Excellant find Lost,with great pics that show just how fooked it is.


----------



## tbkscott (Jul 18, 2009)

Great site, explore and report - Lost nice one thanks for sharing.


----------



## thatlizkid (Jul 18, 2009)

it has such an interesting history its a real shame its in such a state,
nice photos bw!


----------



## marshall10 (Jul 18, 2009)

Great find there! Some fantastic shots..


----------



## havoc (Jul 18, 2009)

Ah you found it then.

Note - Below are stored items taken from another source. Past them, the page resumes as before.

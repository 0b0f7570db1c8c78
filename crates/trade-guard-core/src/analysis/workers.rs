use std::collections::BTreeMap;
use std::sync::Arc;

use anyhow::{Context, Result};
use async_trait::async_trait;
use once_cell::sync::Lazy;
use regex::Regex;
use serde::Deserialize;
use tracing::{debug, instrument, warn};

use super::{AnalysisWorker, Confidence, Finding, Severity};
use crate::declaration::{Declaration, Party};
use crate::llm::LlmClient;
use crate::reference::sanctions::{EntityScreener, MatchType, ScreeningResult};
use crate::reference::tariff::{validate_code, TariffReference};
use crate::reference::{SanctionsStore, TariffStore};

const MAX_RAW_EXCERPT: usize = 500;
const SIMILAR_CODE_SUGGESTIONS: usize = 5;

/// One model-backed worker definition from the roster file.
#[derive(Debug, Clone, Deserialize)]
pub struct WorkerSpec {
    pub id: String,
    pub instructions: String,
    #[serde(default)]
    pub remediation: Option<String>,
}

/// Load a worker roster from YAML.
pub fn load_roster(raw: &str) -> Result<Vec<WorkerSpec>> {
    let specs: Vec<WorkerSpec> =
        serde_yaml::from_str(raw).context("invalid worker roster YAML")?;
    let mut seen = std::collections::HashSet::new();
    for spec in &specs {
        if spec.id.trim().is_empty() {
            anyhow::bail!("worker id must not be blank");
        }
        if !seen.insert(spec.id.clone()) {
            anyhow::bail!("duplicate worker id `{}`", spec.id);
        }
    }
    Ok(specs)
}

/// Analysis worker backed by a language-model completion service.
///
/// Model output is untrusted text; the parse ladder guarantees a worker
/// never fails because the model ignored the JSON contract.
pub struct LlmWorker {
    id: String,
    instructions: String,
    remediation: Option<String>,
    client: Arc<dyn LlmClient>,
}

impl LlmWorker {
    pub fn new(spec: WorkerSpec, client: Arc<dyn LlmClient>) -> Self {
        Self {
            id: spec.id,
            instructions: spec.instructions,
            remediation: spec.remediation,
            client,
        }
    }

    /// Strict JSON, then lenient JSON5, then the first `{..}` block, then
    /// a single informational finding wrapping the raw text.
    fn parse_findings(&self, raw: &str) -> Vec<Finding> {
        if let Some(findings) = self.try_parse_document(raw) {
            return findings;
        }
        if let Some(block) = extract_json_block(raw) {
            if let Some(findings) = self.try_parse_document(block) {
                return findings;
            }
        }
        warn!(worker = %self.id, "model output was not parseable; falling back");
        if raw.trim().is_empty() {
            return Vec::new();
        }
        vec![Finding {
            code: "ANALYSIS_COMPLETE".into(),
            title: format!("{} analysis", self.id),
            description: truncate(raw, MAX_RAW_EXCERPT),
            severity: Severity::Info,
            confidence: Confidence::Low,
            evidence: Vec::new(),
            metadata: BTreeMap::new(),
            worker: self.id.clone(),
        }]
    }

    fn try_parse_document(&self, raw: &str) -> Option<Vec<Finding>> {
        let document: ModelDocument = serde_json::from_str(raw)
            .ok()
            .or_else(|| json5::from_str(raw).ok())?;
        Some(
            document
                .findings
                .into_iter()
                .map(|f| self.convert(f))
                .collect(),
        )
    }

    fn convert(&self, raw: ModelFinding) -> Finding {
        Finding {
            code: raw.code.unwrap_or_else(|| "UNKNOWN".into()),
            title: raw.title.unwrap_or_else(|| "Finding".into()),
            description: raw.description.unwrap_or_default(),
            severity: parse_severity(raw.severity.as_deref()),
            confidence: parse_confidence(raw.confidence.as_deref()),
            evidence: raw.evidence,
            metadata: raw.metadata,
            worker: self.id.clone(),
        }
    }
}

#[async_trait]
impl AnalysisWorker for LlmWorker {
    fn id(&self) -> &str {
        &self.id
    }

    fn remediation_advice(&self) -> Option<&str> {
        self.remediation.as_deref()
    }

    #[instrument(name = "llm_worker", skip_all, fields(worker = %self.id))]
    async fn analyze(&self, declaration: &Declaration) -> Result<Vec<Finding>> {
        let prompt = declaration.to_prompt();
        let raw = self
            .client
            .complete(&self.instructions, &prompt)
            .await
            .with_context(|| format!("completion call failed for worker `{}`", self.id))?;
        let findings = self.parse_findings(&raw);
        debug!(findings = findings.len(), "model worker completed");
        Ok(findings)
    }
}

#[derive(Deserialize)]
struct ModelDocument {
    #[serde(default)]
    findings: Vec<ModelFinding>,
}

#[derive(Deserialize)]
struct ModelFinding {
    #[serde(default)]
    code: Option<String>,
    #[serde(default)]
    title: Option<String>,
    #[serde(default)]
    description: Option<String>,
    #[serde(default)]
    severity: Option<String>,
    #[serde(default)]
    confidence: Option<String>,
    #[serde(default)]
    evidence: Vec<String>,
    #[serde(default)]
    metadata: BTreeMap<String, serde_json::Value>,
}

static JSON_BLOCK: Lazy<Regex> =
    Lazy::new(|| Regex::new(r"\{[\s\S]*\}").expect("json block pattern compiles"));

fn extract_json_block(raw: &str) -> Option<&str> {
    JSON_BLOCK.find(raw).map(|m| m.as_str())
}

/// Unknown severity strings degrade to medium rather than dropping the
/// finding.
fn parse_severity(raw: Option<&str>) -> Severity {
    match raw.map(|s| s.trim().to_lowercase()).as_deref() {
        Some("info") => Severity::Info,
        Some("low") => Severity::Low,
        Some("high") => Severity::High,
        Some("critical") => Severity::Critical,
        _ => Severity::Medium,
    }
}

fn parse_confidence(raw: Option<&str>) -> Confidence {
    match raw.map(|s| s.trim().to_lowercase()).as_deref() {
        Some("low") => Confidence::Low,
        Some("high") => Confidence::High,
        _ => Confidence::Medium,
    }
}

fn truncate(input: &str, max_chars: usize) -> String {
    if input.chars().count() <= max_chars {
        return input.to_string();
    }
    input.chars().take(max_chars).collect::<String>() + "…"
}

/// Screens the shipper and consignee against the sanctions list.
pub struct SanctionsWorker<S: SanctionsStore> {
    screener: EntityScreener<S>,
    strict: bool,
}

impl<S: SanctionsStore> SanctionsWorker<S> {
    pub const ID: &'static str = "sanctions-screening";

    pub fn new(screener: EntityScreener<S>) -> Self {
        Self {
            screener,
            strict: false,
        }
    }

    pub fn strict(mut self, strict: bool) -> Self {
        self.strict = strict;
        self
    }

    fn finding_for(&self, role: &str, party: &Party, result: &ScreeningResult) -> Option<Finding> {
        let top = result.matches.first()?;
        let severity = if result
            .matches
            .iter()
            .any(|m| m.match_type == MatchType::Exact)
        {
            Severity::Critical
        } else if top.relevance >= 0.8 {
            Severity::High
        } else {
            Severity::Medium
        };
        let confidence = match severity {
            Severity::Critical => Confidence::High,
            Severity::High => Confidence::Medium,
            _ => Confidence::Low,
        };
        let evidence = result
            .matches
            .iter()
            .map(|m| {
                format!(
                    "{} [{}] relevance {:.2} ({:?})",
                    m.entity.name, m.entity.regime_code, m.relevance, m.match_type
                )
            })
            .collect();
        let mut metadata = BTreeMap::new();
        metadata.insert(
            "exact_matches".to_string(),
            serde_json::json!(result.exact_matches),
        );
        metadata.insert(
            "partial_matches".to_string(),
            serde_json::json!(result.partial_matches),
        );
        Some(Finding {
            code: format!("SANCTIONS_{}_MATCH", role.to_uppercase()),
            title: format!("Possible sanctions match for {role}"),
            description: format!(
                "{} `{}` matched {} entr{} on the sanctions list",
                role,
                party.name,
                result.matches.len(),
                if result.matches.len() == 1 { "y" } else { "ies" }
            ),
            severity,
            confidence,
            evidence,
            metadata,
            worker: Self::ID.to_string(),
        })
    }
}

#[async_trait]
impl<S: SanctionsStore + 'static> AnalysisWorker for SanctionsWorker<S> {
    fn id(&self) -> &str {
        Self::ID
    }

    fn remediation_advice(&self) -> Option<&str> {
        Some("Escalate to sanctions compliance officer for review")
    }

    #[instrument(name = "sanctions_worker", skip_all)]
    async fn analyze(&self, declaration: &Declaration) -> Result<Vec<Finding>> {
        let mut findings = Vec::new();
        for (role, party) in [
            ("shipper", &declaration.shipper),
            ("consignee", &declaration.consignee),
        ] {
            if party.name.trim().is_empty() {
                continue;
            }
            let country = (!party.country.trim().is_empty()).then_some(party.country.as_str());
            let result = self
                .screener
                .screen(&party.name, country, self.strict)
                .await
                .with_context(|| format!("sanctions screening failed for {role}"))?;
            if let Some(finding) = self.finding_for(role, party, &result) {
                findings.push(finding);
            }
        }
        Ok(findings)
    }
}

/// Validates every declared goods code against the tariff reference.
pub struct TariffWorker<S: TariffStore> {
    reference: TariffReference<S>,
}

impl<S: TariffStore> TariffWorker<S> {
    pub const ID: &'static str = "tariff-validation";

    pub fn new(reference: TariffReference<S>) -> Self {
        Self { reference }
    }
}

#[async_trait]
impl<S: TariffStore + 'static> AnalysisWorker for TariffWorker<S> {
    fn id(&self) -> &str {
        Self::ID
    }

    fn remediation_advice(&self) -> Option<&str> {
        Some("Verify tariff classification with a specialist")
    }

    #[instrument(name = "tariff_worker", skip_all)]
    async fn analyze(&self, declaration: &Declaration) -> Result<Vec<Finding>> {
        let mut findings = Vec::new();
        for (idx, line) in declaration.goods.iter().enumerate() {
            if line.code.trim().is_empty() {
                findings.push(Finding {
                    code: "TARIFF_CODE_MISSING".into(),
                    title: "Goods line has no tariff code".into(),
                    description: format!("Goods line {} declares no classification code", idx + 1),
                    severity: Severity::Medium,
                    confidence: Confidence::High,
                    evidence: vec![line.description.clone()],
                    metadata: BTreeMap::new(),
                    worker: Self::ID.to_string(),
                });
                continue;
            }

            let validation = validate_code(&line.code);
            if !validation.is_valid_format {
                findings.push(Finding {
                    code: "TARIFF_FORMAT_INVALID".into(),
                    title: "Tariff code format is invalid".into(),
                    description: format!(
                        "Goods line {} code `{}` failed format validation",
                        idx + 1,
                        line.code
                    ),
                    severity: Severity::High,
                    confidence: Confidence::High,
                    evidence: validation.issues.clone(),
                    metadata: BTreeMap::new(),
                    worker: Self::ID.to_string(),
                });
                continue;
            }

            let hit = self
                .reference
                .lookup(&line.code)
                .await
                .with_context(|| format!("tariff lookup failed for `{}`", line.code))?;
            if hit.is_none() {
                let similar = self
                    .reference
                    .find_similar(&line.code, SIMILAR_CODE_SUGGESTIONS)
                    .await
                    .context("similar-code search failed")?;
                let evidence = similar
                    .iter()
                    .map(|c| format!("{}: {}", c.code, c.description))
                    .collect();
                findings.push(Finding {
                    code: "TARIFF_CODE_UNKNOWN".into(),
                    title: "Tariff code not found in reference data".into(),
                    description: format!(
                        "Goods line {} code `{}` (normalized `{}`) is not in the tariff reference",
                        idx + 1,
                        line.code,
                        validation.normalized
                    ),
                    severity: Severity::Medium,
                    confidence: Confidence::Medium,
                    evidence,
                    metadata: BTreeMap::new(),
                    worker: Self::ID.to_string(),
                });
            }
        }
        Ok(findings)
    }
}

Nice work.


----------



## lost (Jul 19, 2009)

Aye it was pretty easy to find, looming over the town.


----------



## TK421 (Jul 19, 2009)

What in imposing place, I think the dark stone helps to give it an almost prison feel, great set of photos there, I had to do a double take on the stairwell one to get my orientation right


----------



## Skin ubx (Jul 19, 2009)

Very nice - pity roofs gone - some nice mine stuff in that area too.


----------



## melvinbmx (Jul 20, 2009)

Thats the place from the awful film Schrooms. You should watch it just for this place.


----------



## night crawler (Jul 20, 2009)

You know I thought I recognised the name, it's not that far from where my Mother came from and relations still live. Nice one though shame it's in sutch a state.


----------



## Bryag (Jul 21, 2009)

Begorrah and top of the morning you you. You have been a busy wee boy (OK maybe not wee) on the Emerald Isle, Lost. Some nice finds there, well done


----------